**Task:**
Scan the lines below for the string "InvalidLaunchId" and copy every one that has it.

**Recorded data:**

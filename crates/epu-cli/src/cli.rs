use clap::{Parser, Subcommand};
use std::path::PathBuf;

#[derive(Debug, Parser)]
#[command(name = "epu-cli", about = "Operator CLI for an epu-serverd control plane", version)]
pub struct Cli {
    /// Base URL of the epu-serverd instance to talk to.
    #[arg(long, env = "EPU_URL", global = true, default_value = "http://localhost:8080")]
    pub url: String,

    /// Bearer token. Falls back to the token file written by `epu-cli login`.
    #[arg(long, env = "EPU_TOKEN", global = true)]
    pub token: Option<String>,

    /// Identity attached to domain-mutating requests.
    #[arg(long, env = "EPU_CALLER", global = true, default_value = "")]
    pub caller: String,

    #[command(subcommand)]
    pub command: Command,
}

#[derive(Debug, Subcommand)]
pub enum Command {
    /// Save a token to the local token file for future invocations.
    Login {
        token: String,
    },

    /// Liveness/readiness of the server.
    Status,

    #[command(subcommand)]
    DomainDefinition(DomainDefinitionCommand),

    #[command(subcommand)]
    Domain(DomainCommand),

    /// Submit a provision request read from a JSON file.
    Provision {
        request_file: PathBuf,
    },

    TerminateNodes {
        node_ids: Vec<String>,
    },

    TerminateLaunches {
        launch_ids: Vec<String>,
    },

    TerminateAll,

    CheckTerminateAll,

    DumpState {
        node_ids: Vec<String>,
    },
}

#[derive(Debug, Subcommand)]
pub enum DomainDefinitionCommand {
    List,
    Describe { id: String },
    /// Add a definition read from a JSON file.
    Add { file: PathBuf },
    /// Replace a definition with one read from a JSON file.
    Update { id: String, file: PathBuf },
    Remove { id: String },
}

#[derive(Debug, Subcommand)]
pub enum DomainCommand {
    List,
    Describe { id: String },
    /// Instantiate a domain definition. `config_file` defaults to `{}`.
    Add {
        domain_id: String,
        definition_id: String,
        config_file: Option<PathBuf>,
        #[arg(long)]
        subscriber: Vec<String>,
    },
    Remove { id: String },
    /// Replace a domain's config, read from a JSON file.
    Reconfigure { id: String, config_file: PathBuf },
    Subscribe { id: String, subscriber: String },
    Unsubscribe { id: String, subscriber: String },
}
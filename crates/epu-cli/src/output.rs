use serde_json::Value;

/// Render a list of domains as a plain-text table. Falls back to raw JSON
/// if a row is missing a field this renderer expects.
pub fn render_domains_text(domains: &[Value]) -> String {
    if domains.is_empty() {
        return "No domains.\n".to_string();
    }
    let mut out = String::new();
    out.push_str(&format!("{:<24} {:<24} {:<24} {}\n", "DOMAIN", "OWNER", "DEFINITION", "SUBSCRIBERS"));
    out.push_str(&"-".repeat(90));
    out.push('\n');
    for d in domains {
        let domain_id = d.get("domain_id").and_then(Value::as_str).unwrap_or("-");
        let owner = d.get("owner").and_then(Value::as_str).unwrap_or("-");
        let definition_id = d.get("definition_id").and_then(Value::as_str).unwrap_or("-");
        let subscribers = d
            .get("subscribers")
            .and_then(Value::as_array)
            .map(|a| a.iter().filter_map(Value::as_str).collect::<Vec<_>>().join(","))
            .unwrap_or_default();
        out.push_str(&format!("{:<24} {:<24} {:<24} {}\n", domain_id, owner, definition_id, subscribers));
    }
    out
}

pub fn render_domain_definitions_text(defs: &[Value]) -> String {
    if defs.is_empty() {
        return "No domain definitions.\n".to_string();
    }
    let mut out = String::new();
    out.push_str(&format!("{:<24} {:<20} {}\n", "DEFINITION", "ENGINE", "MONITOR_HEALTH"));
    out.push_str(&"-".repeat(70));
    out.push('\n');
    for d in defs {
        let definition_id = d.get("definition_id").and_then(Value::as_str).unwrap_or("-");
        let engine_class = d.get("engine_class").and_then(Value::as_str).unwrap_or("-");
        let monitor_health = d.get("monitor_health").and_then(Value::as_bool).unwrap_or(false);
        out.push_str(&format!("{:<24} {:<20} {}\n", definition_id, engine_class, monitor_health));
    }
    out
}
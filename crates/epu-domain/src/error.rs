use thiserror::Error;

/// Validation errors raised while constructing domain records. Every
/// variant exposes a stable `code()` so callers dispatch on structure, not
/// on parsing `Display` output.
#[derive(Debug, Error)]
pub enum DomainError {
    #[error("invalid node id: {0:?}")]
    InvalidNodeId(String),

    #[error("invalid launch id: {0:?}")]
    InvalidLaunchId(String),

    #[error("invalid domain id: {0:?}")]
    InvalidDomainId(String),

    #[error("invalid definition id: {0:?}")]
    InvalidDefinitionId(String),

    #[error("launch {launch_id} references node {node_id} not in its node_ids set")]
    NodeNotInLaunch { launch_id: String, node_id: String },

    #[error("ctx_name {ctx_name:?} in request has no matching <workspace> in the cluster document")]
    CtxNameNotInDocument { ctx_name: String },

    #[error("invalid config: {0}")]
    InvalidConfig(String),
}

impl DomainError {
    pub fn code(&self) -> &'static str {
        match self {
            DomainError::InvalidNodeId(_) => "INVALID_NODE_ID",
            DomainError::InvalidLaunchId(_) => "INVALID_LAUNCH_ID",
            DomainError::InvalidDomainId(_) => "INVALID_DOMAIN_ID",
            DomainError::InvalidDefinitionId(_) => "INVALID_DEFINITION_ID",
            DomainError::NodeNotInLaunch { .. } => "NODE_NOT_IN_LAUNCH",
            DomainError::CtxNameNotInDocument { .. } => "CTX_NAME_NOT_IN_DOCUMENT",
            DomainError::InvalidConfig(_) => "INVALID_CONFIG",
        }
    }
}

**Result:**
    InvalidLaunchId(String),
            DomainError::InvalidLaunchId(_) => "INVALID_LAUNCH_ID",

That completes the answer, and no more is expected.